L’Amci riconosce poi che una morte degna è da assicurarsi a tutti: questo è un
principio essenziale del curare e questa azione non può trovare scorciatoie
rispetto a pratiche di sostegno e di accompagnamento dell’ammalato nelle fasi
ultime della sua vita. Chiara anche la difesa dei principi deontologici e
dell’obiezione di coscienza, il suicidio assistito e l’eutanasia - ribadiscono
- "non sono opzioni terapeutiche possibili o praticabili nell’alleanza
medico-paziente e nella relazione di cura e di fiducia".

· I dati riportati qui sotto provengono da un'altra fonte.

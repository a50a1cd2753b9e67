//! Process supervisor primitives used to start and stop model backends.

use std::process::Stdio;
use std::time::Duration;

use async_trait::async_trait;
use tokio::process::Command;

use crate::error::SwapError;

/// Timeout for one `systemctl` invocation.
const SYSTEMCTL_TIMEOUT: Duration = Duration::from_secs(30);

/// Starts and stops named units.
#[async_trait]
pub trait Supervisor: Send + Sync {
    async fn start(&self, unit: &str) -> Result<(), SwapError>;
    async fn stop(&self, unit: &str) -> Result<(), SwapError>;
}

/// Runs `systemctl --user <action> <unit>`.
#[derive(Debug, Clone)]
pub struct SystemdSupervisor {
    timeout: Duration,
}

impl Default for SystemdSupervisor {
    fn default() -> Self {
        Self {
            timeout: SYSTEMCTL_TIMEOUT,
        }
    }
}

impl SystemdSupervisor {
    pub fn new() -> Self {
        Self::default()
    }

    /// A supervisor when `systemctl` is on `PATH`, `None` otherwise.
    pub fn detect() -> Option<Self> {
        let path = std::env::var_os("PATH")?;
        std::env::split_paths(&path)
            .any(|dir| dir.join("systemctl").is_file())
            .then(Self::new)
    }

    async fn run(&self, action: &str, unit: &str) -> Result<(), SwapError> {
        let mut command = Command::new("systemctl");
        command.args(["--user", action, unit]);
        run_with_timeout(command, self.timeout)
            .await
            .map_err(|reason| SwapError::Supervisor {
                action: action.to_string(),
                unit: unit.to_string(),
                reason,
            })?;
        tracing::debug!(action, unit, "systemctl succeeded");
        Ok(())
    }
}

/// Run `command` to completion, collecting stderr while it runs. The child
/// is killed if it outlives `timeout`.
async fn run_with_timeout(mut command: Command, timeout: Duration) -> Result<(), String> {
    let child = command
        .stdin(Stdio::null())
        .stdout(Stdio::null())
        .stderr(Stdio::piped())
        .kill_on_drop(true)
        .spawn()
        .map_err(|e| format!("failed to spawn: {}", e))?;

    // Dropping the future on timeout drops the child, which kills it.
    let output = tokio::time::timeout(timeout, child.wait_with_output())
        .await
        .map_err(|_| format!("timed out after {:?}", timeout))?
        .map_err(|e| e.to_string())?;

    if output.status.success() {
        return Ok(());
    }
    Err(format!(
        "exit code {}: {}",
        output.status.code().unwrap_or(-1),
        String::from_utf8_lossy(&output.stderr).trim()
    ))
}

#[async_trait]
impl Supervisor for SystemdSupervisor {
    async fn start(&self, unit: &str) -> Result<(), SwapError> {
        self.run("start", unit).await
    }

    async fn stop(&self, unit: &str) -> Result<(), SwapError> {
        self.run("stop", unit).await
    }
}
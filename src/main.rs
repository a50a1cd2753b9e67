use std::process::ExitCode;
use std::sync::Arc;

use anyhow::Context;
use tracing_appender::non_blocking::WorkerGuard;
use tracing_appender::rolling::Rotation;
use tracing_subscriber::layer::SubscriberExt;
use tracing_subscriber::util::SubscriberInitExt;
use tracing_subscriber::{EnvFilter, fmt};

use triage_daemon::channels::{ChannelRegistry, EmailChannel, SignalChannel};
use triage_daemon::config::DaemonConfig;
use triage_daemon::llm::LlmClient;
use triage_daemon::orchestrator::{Orchestrator, OrchestratorSettings, Shutdown};
use triage_daemon::pipeline::{Classifier, Drafter};
use triage_daemon::swap::{ModelSwapController, Supervisor, SwapTimings, SystemdSupervisor};

#[tokio::main]
async fn main() -> ExitCode {
    match run().await {
        Ok(()) => ExitCode::SUCCESS,
        Err(e) => {
            tracing::error!(error = ?e, "Triage daemon exiting");
            eprintln!("Error: {e:#}");
            ExitCode::FAILURE
        }
    }
}

async fn run() -> anyhow::Result<()> {
    // Another crate may already have installed one.
    let _ = rustls::crypto::ring::default_provider().install_default();

    let config = DaemonConfig::from_env().context("invalid configuration")?;
    let _log_guard = init_tracing(&config)?;

    // ── Channels ────────────────────────────────────────────────────
    let mut channels = ChannelRegistry::new();
    if let Some(email) = config.email.clone() {
        tracing::info!(user = %email.username, folders = ?email.watch_folders, "Email channel enabled");
        channels.register(Arc::new(EmailChannel::new(email)));
    }
    if let Some(signal) = config.signal.clone() {
        tracing::info!(account = %signal.account, "Signal channel enabled");
        channels.register(Arc::new(SignalChannel::new(signal)));
    }
    if channels.is_empty() {
        tracing::warn!("No channels configured, nothing will be polled");
    }
    if channels.get(config.control.channel).is_none() || config.control.operator.is_empty() {
        tracing::warn!(
            channel = %config.control.channel,
            "Control channel or operator not configured, notifications and commands disabled"
        );
    }

    // ── Model ───────────────────────────────────────────────────────
    let llm = Arc::new(LlmClient::new(&config.llm));
    let supervisor = SystemdSupervisor::detect().map(|s| Arc::new(s) as Arc<dyn Supervisor>);
    if supervisor.is_none() {
        tracing::info!("systemctl not found, model swapping runs in passthrough mode");
    }
    let models = ModelSwapController::new(
        config.llm.models.clone(),
        config.llm.default_model.clone(),
        llm.clone(),
        supervisor,
    )
    .with_timings(SwapTimings::default().with_swap_timeout(config.llm.swap_timeout));

    let classifier = Classifier::new(llm.clone()).with_context(config.triage_context.clone());
    let drafter = Drafter::new(llm).with_signature(config.draft_signature.clone());

    let orchestrator = Orchestrator::new(
        OrchestratorSettings::from_config(&config),
        channels,
        models,
        classifier,
        drafter,
    );

    orchestrator.run(Shutdown::from_signals()).await?;
    Ok(())
}

/// Console logging, plus a daily rolling file under `LOG_DIR` when set.
/// `RUST_LOG` wins over `LOG_LEVEL`.
fn init_tracing(config: &DaemonConfig) -> anyhow::Result<Option<WorkerGuard>> {
    let filter = EnvFilter::try_from_default_env()
        .or_else(|_| EnvFilter::try_new(&config.log_level))
        .unwrap_or_else(|_| EnvFilter::new("info"));

    let (file_layer, guard) = match &config.log_dir {
        Some(dir) => {
            std::fs::create_dir_all(dir)
                .with_context(|| format!("cannot create log directory {}", dir.display()))?;
            let appender = tracing_appender::rolling::Builder::new()
                .rotation(Rotation::DAILY)
                .filename_prefix("triage-daemon")
                .filename_suffix("log")
                .build(dir)
                .context("cannot create rolling log file")?;
            let (writer, guard) = tracing_appender::non_blocking(appender);
            (
                Some(fmt::layer().with_ansi(false).with_writer(writer)),
                Some(guard),
            )
        }
        None => (None, None),
    };

    tracing_subscriber::registry()
        .with(filter)
        .with(fmt::layer().with_target(false))
        .with(file_layer)
        .init();

    Ok(guard)
}
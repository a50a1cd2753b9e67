//! Message processing pipeline.
//!
//! Every non-operator message flows through:
//! 1. `ChannelAdapter::poll()`: channel-specific I/O
//! 2. `Classifier::classify()`: structured verdict, or drop
//! 3. `Drafter::draft()`: reply text when a response is needed
//! 4. The approval queue: nothing is sent without operator approval

pub mod classifier;
pub mod drafter;
pub mod types;

pub use classifier::{Classifier, Verdict};
pub use drafter::Drafter;
pub use types::*;

/// Longest prefix of `s` holding at most `max` characters.
pub fn truncate_chars(s: &str, max: usize) -> &str {
    match s.char_indices().nth(max) {
        Some((idx, _)) => &s[..idx],
        None => s,
    }
}
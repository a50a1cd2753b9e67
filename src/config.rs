//! Configuration types.
//!
//! Everything is read from environment variables, optionally seeded from a
//! `.env` file. Component configs (`EmailConfig`, `SignalConfig`,
//! `LlmConfig`) build themselves from an [`EnvVars`] snapshot so tests never
//! have to touch the process environment.

use std::collections::HashMap;
use std::path::{Path, PathBuf};
use std::str::FromStr;
use std::time::Duration;

use crate::channels::email::EmailConfig;
use crate::channels::signal::SignalConfig;
use crate::error::ConfigError;
use crate::llm::LlmConfig;
use crate::pipeline::types::ChannelKind;

/// Default command prefix on the shared control channel.
pub const DEFAULT_CONTROL_PREFIX: &str = "/triage";

// ── Variable snapshot ───────────────────────────────────────────────

/// A snapshot of configuration variables.
#[derive(Debug, Clone, Default)]
pub struct EnvVars {
    vars: HashMap<String, String>,
}

impl EnvVars {
    /// `.env` file values overlaid by the process environment.
    pub fn load() -> Self {
        let dotenv_path = std::env::var("DOTENV_PATH")
            .map(PathBuf::from)
            .unwrap_or_else(|_| PathBuf::from(".env"));
        let mut vars = load_dotenv(&dotenv_path);
        vars.extend(std::env::vars());
        Self { vars }
    }

    /// Raw value, including empty strings.
    pub fn raw(&self, key: &str) -> Option<&str> {
        self.vars.get(key).map(String::as_str)
    }

    /// Trimmed, non-empty value.
    pub fn get(&self, key: &str) -> Option<&str> {
        self.raw(key).map(str::trim).filter(|v| !v.is_empty())
    }

    pub fn get_or(&self, key: &str, default: &str) -> String {
        self.get(key).unwrap_or(default).to_string()
    }

    /// Parse a value, falling back to `default` when unset.
    pub fn parse_or<T>(&self, key: &str, default: T) -> Result<T, ConfigError>
    where
        T: FromStr,
        T::Err: std::fmt::Display,
    {
        match self.get(key) {
            None => Ok(default),
            Some(v) => v.parse().map_err(|e: T::Err| ConfigError::InvalidValue {
                key: key.to_string(),
                message: format!("'{}': {}", v, e),
            }),
        }
    }

    pub fn secs_or(&self, key: &str, default_secs: u64) -> Result<Duration, ConfigError> {
        self.parse_or(key, default_secs).map(Duration::from_secs)
    }

    pub fn bool_or(&self, key: &str, default: bool) -> Result<bool, ConfigError> {
        match self.get(key).map(str::to_ascii_lowercase).as_deref() {
            None => Ok(default),
            Some("1" | "true" | "yes" | "on") => Ok(true),
            Some("0" | "false" | "no" | "off") => Ok(false),
            Some(other) => Err(ConfigError::InvalidValue {
                key: key.to_string(),
                message: format!("'{}' is not a boolean", other),
            }),
        }
    }

    /// Comma-separated list, trimmed, empties dropped.
    pub fn list(&self, key: &str) -> Vec<String> {
        self.get(key)
            .unwrap_or_default()
            .split(',')
            .map(|s| s.trim().to_string())
            .filter(|s| !s.is_empty())
            .collect()
    }
}

impl<K: Into<String>, V: Into<String>> FromIterator<(K, V)> for EnvVars {
    fn from_iter<I: IntoIterator<Item = (K, V)>>(iter: I) -> Self {
        Self {
            vars: iter.into_iter().map(|(k, v)| (k.into(), v.into())).collect(),
        }
    }
}

/// Read a `.env` file. A missing file yields an empty map; malformed lines
/// are logged and skipped.
pub fn load_dotenv(path: &Path) -> HashMap<String, String> {
    let iter = match dotenvy::from_path_iter(path) {
        Ok(iter) => iter,
        Err(e) => {
            if !e.not_found() {
                tracing::warn!(path = %path.display(), error = %e, "Cannot read .env file");
            }
            return HashMap::new();
        }
    };
    iter.filter_map(|item| match item {
        Ok(pair) => Some(pair),
        Err(e) => {
            tracing::warn!(path = %path.display(), error = %e, "Skipping .env line");
            None
        }
    })
    .collect()
}

// ── Control channel ─────────────────────────────────────────────────

/// Where operator commands arrive and notifications go.
#[derive(Debug, Clone)]
pub struct ControlConfig {
    /// Channel carrying operator traffic.
    pub channel: ChannelKind,
    /// Operator identity on that channel.
    pub operator: String,
    /// Command prefix shared with other consumers of the channel, if any.
    pub prefix: Option<String>,
}

impl ControlConfig {
    pub fn from_vars(vars: &EnvVars) -> Result<Self, ConfigError> {
        let channel = vars.parse_or("CONTROL_CHANNEL", ChannelKind::Signal)?;
        let operator = vars
            .get("CONTROL_OPERATOR")
            .or_else(|| vars.get("SIGNAL_OWNER_NUMBER"))
            .unwrap_or_default()
            .to_string();
        // Explicitly empty means "no prefix".
        let prefix = match vars.raw("CONTROL_PREFIX") {
            None => Some(DEFAULT_CONTROL_PREFIX.to_string()),
            Some(p) if p.trim().is_empty() => None,
            Some(p) => Some(p.trim().to_string()),
        };
        Ok(Self {
            channel,
            operator,
            prefix,
        })
    }
}

// ── Daemon ──────────────────────────────────────────────────────────

/// Top-level daemon configuration.
#[derive(Debug, Clone)]
pub struct DaemonConfig {
    /// Sleep between poll cycles.
    pub poll_interval: Duration,
    /// Pending actions older than this expire.
    pub approval_timeout: Duration,
    /// Terminal actions older than this are swept from memory.
    pub approval_retention: Duration,
    /// Fallback log filter when `RUST_LOG` is unset.
    pub log_level: String,
    /// Directory for a daily rolling log file.
    pub log_dir: Option<PathBuf>,
    /// Extra context appended to the classifier prompt.
    pub triage_context: Option<String>,
    /// Sign-off line the drafter is told to use.
    pub draft_signature: Option<String>,
    pub llm: LlmConfig,
    pub control: ControlConfig,
    /// `None` when credentials are missing (channel disabled).
    pub email: Option<EmailConfig>,
    /// `None` when no account is configured (channel disabled).
    pub signal: Option<SignalConfig>,
}

impl DaemonConfig {
    /// Load from `.env` plus the process environment.
    pub fn from_env() -> Result<Self, ConfigError> {
        Self::from_vars(&EnvVars::load())
    }

    pub fn from_vars(vars: &EnvVars) -> Result<Self, ConfigError> {
        Ok(Self {
            poll_interval: vars.secs_or("POLL_INTERVAL_SECS", 30)?,
            approval_timeout: vars.secs_or("APPROVAL_TIMEOUT_SECS", 3600)?,
            approval_retention: vars.secs_or("APPROVAL_RETENTION_SECS", 86_400)?,
            log_level: vars.get_or("LOG_LEVEL", "info").to_ascii_lowercase(),
            log_dir: vars.get("LOG_DIR").map(PathBuf::from),
            triage_context: vars.get("TRIAGE_CONTEXT").map(str::to_string),
            draft_signature: vars.get("DRAFT_SIGNATURE").map(str::to_string),
            llm: LlmConfig::from_vars(vars)?,
            control: ControlConfig::from_vars(vars)?,
            email: EmailConfig::from_vars(vars)?,
            signal: SignalConfig::from_vars(vars),
        })
    }
}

Attuare subito legge su cure palliative
Per tutti questi motivi l’Amci chiede che lo Stato non giunga a negare
forme di assistenza e tutela a malati cronici, anziani, disabili e malati di
mente, avvalorando forme di eutanasia sociale o selezione dei fragili e dei
deboli, ed esorta le amministrazioni pubbliche ad attuare le grandi
potenzialità della legge 38/2010 per garantire l’accesso alle cure palliative e
alla “terapia del dolore” accompagnando questo alla “necessità di mantenere i
malati terminali in un percorso esistenziale, sostanziato al massimo da rapporti
umani ed affettivi”. Questo forzo, secondo l’Amci, rappresenta “un’opportunità
di dialogo e perfezionamento assistenziale verso l’eubiosia (contrario di
eutanasia), cioè buona vita, vera sfida per un rinnovato umanesimo della
cura”.
Boscia (Amci): temiamo la cultura eutanasica
“In questo ultimo periodo la rilevanza del ‘bene vita’ va sfilacciandosi
sotto il peso dell’esaltazione delle libertà individuali, in un momento
particolare della pandemia in cui negli ospedali si registra il rifiuto delle
cure”. Così il presidente dell’Amci, Filippo Maria Boscia ai
nostri microfoni approfondisce i punti più importanti del
Manifesto. “Come medici impegnati per la cura - prosegue - dobbiamo mettere in
luce la differenza tra il lasciar morire e il far morire”. Secondo il
presidente dei medici cattolici, stiamo vivendo in cultura eutanasica
alimentata da alcuni problemi del sistema sanitario come gli ospedali pieni, il
rinvio dell’assistenza e degli interventi e l’abbandono delle famiglie e dei
pazienti. “Quando si percepisce di non essere accettati nella malattia – spiega
ancora – vien voglia di dire facciamola finita ma è proprio qui che
dobbiamo centrare la questione”.
Prossimità e cura per combattere la cultura della morte
Il dottor Boscia evidenza il bisogno di malati e disabili di vivere
relazioni di prossimità: “È questo che manca e che spinge la gente a chiedere
la morte. Non abbiamo alternative come medici, possiamo solo esercitare per la
vita, la depenalizzazione dell’eutanasia non ci può entusiasmare, se ci
chiedono di aiutare a morire compromettono le basi del bene comune e principi
di solidarietà e giustizia verso i più fragili, è una questione di
civiltà".
Ragioni economiche dietro l’eutanasia
Il presidente
dell’Amci si sofferma, infine, sull’importanza della terapia del dolore: “Le
malattie non curabile non esistono, ci sono malattie inguaribili croniche ma
queste vanno maggiormente curate perché abbiamo difronte un malato più fragile
degli altri". Per Boscia la deriva mortifera ha anche ragioni legate alle
scelte di allocazione delle risorse, “perché curare i più fragili costa”.
Boscia esclude quindi qualsiasi tipo di “avvicinamento” dei medici cattolici a
un testo di legge eutanasico: “Faremo un cammino di ascolto ma che deve essere
partecipato da tutti i battezzati nella Chiesa”. “Il grido per l’eutanasia è un
grido di allarme di chi soffre – conclude – ma quando noi medici ci avviciniamo
a questo dolore si crea un dialogo educativo, che dovrebbero conoscere anche i
giovani, perché parliamo del passaggio più umano della nostra vita”.